Photographer takes apart everyday gadgets to reveal their inner workings
Todd McLellan says we shouldn't be afraid to open up our tech
Todd McLellan likes to take things apart. For the past decade, the Canadian photographer has been disassembling everyday objects, artfully arranging their internal pieces, and then taking beautiful images of the components.
In his 2013 debut book of photography, Things Come Apart, McLellan focused on the inner workings of older design classics like a grandfather clock and an accordion. "The first one started with an old rotary phone, and then it went all the way up to an airplane," McLellan told Spark host Nora Young. "So I first started with mechanical objects, but then it felt unfinished."
"I always liked the idea of understanding how things work. And more than not, it would be great to repair things rather than toss them out."
McLellan believes that people can learn how to repair digital tech objects themselves. "You can almost fix anything," he said. "Everything comes in components and if you're able to order them, you're able to fix it."

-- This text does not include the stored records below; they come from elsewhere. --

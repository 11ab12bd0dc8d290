use std::sync::Arc;
use std::time::Duration as StdDuration;

use futures_util::StreamExt;
use serde_json::Value;
use time::{Duration, OffsetDateTime};

use aether_common::{GatewayConfig, sanitize_error_message};
use aether_protocol::gemini::normalize_operation_id;
use aether_protocol::{Headers, build_auth_headers, resolve_endpoint_definition};
use aether_storage::Storage;
use aether_storage::entities::video_tasks;
use aether_transform::{InternalVideoPollResult, Normalizer, VideoStatus};

use crate::cipher::SecretCipher;
use crate::lock::LockStore;
use crate::scheduler::endpoint_signature_of;
use crate::upstream_client::{HttpMethod, UpstreamClient, UpstreamHttpRequest};
use crate::usage::UsageService;

pub const VIDEO_POLL_LOCK_KEY: &str = "task_poller:video:lock";
const LOCK_TTL: StdDuration = StdDuration::from_secs(60);
const MAX_BACKOFF_SECONDS: i64 = 300;
const STATUS_TIMEOUT: StdDuration = StdDuration::from_secs(30);

const PERMANENT_ERROR_INDICATORS: &[&str] = &[
    "not found",
    "404",
    "unauthorized",
    "401",
    "forbidden",
    "403",
    "invalid request",
    "invalid api key",
    "does not exist",
];

/// Everything phase 2 needs, captured in phase 1 so the HTTP call runs with
/// no DB connection in hand.
#[derive(Debug, Clone)]
pub struct VideoPollContext {
    pub task_id: String,
    pub external_task_id: String,
    pub provider_api_format: String,
    pub base_url: String,
    pub headers: Headers,
    pub poll_interval_seconds: i64,
    pub retry_count: i32,
}

#[derive(Debug)]
struct PollHttpError {
    status_code: Option<u16>,
    message: String,
}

Perhaps surprisingly, McLellan says the Amazon Echo was easy for him to fix. "Basically, you pull off a rubber seal and then it exposes the screws or joints, and it kind of slid apart magically, which was beautiful."
McLellan hopes his readers will come away with a better understanding of how their everyday tech works. "It boggles my mind the years of research and development that goes into creating what we have in front of us," he said. "If you understand them better, you can get more out of them."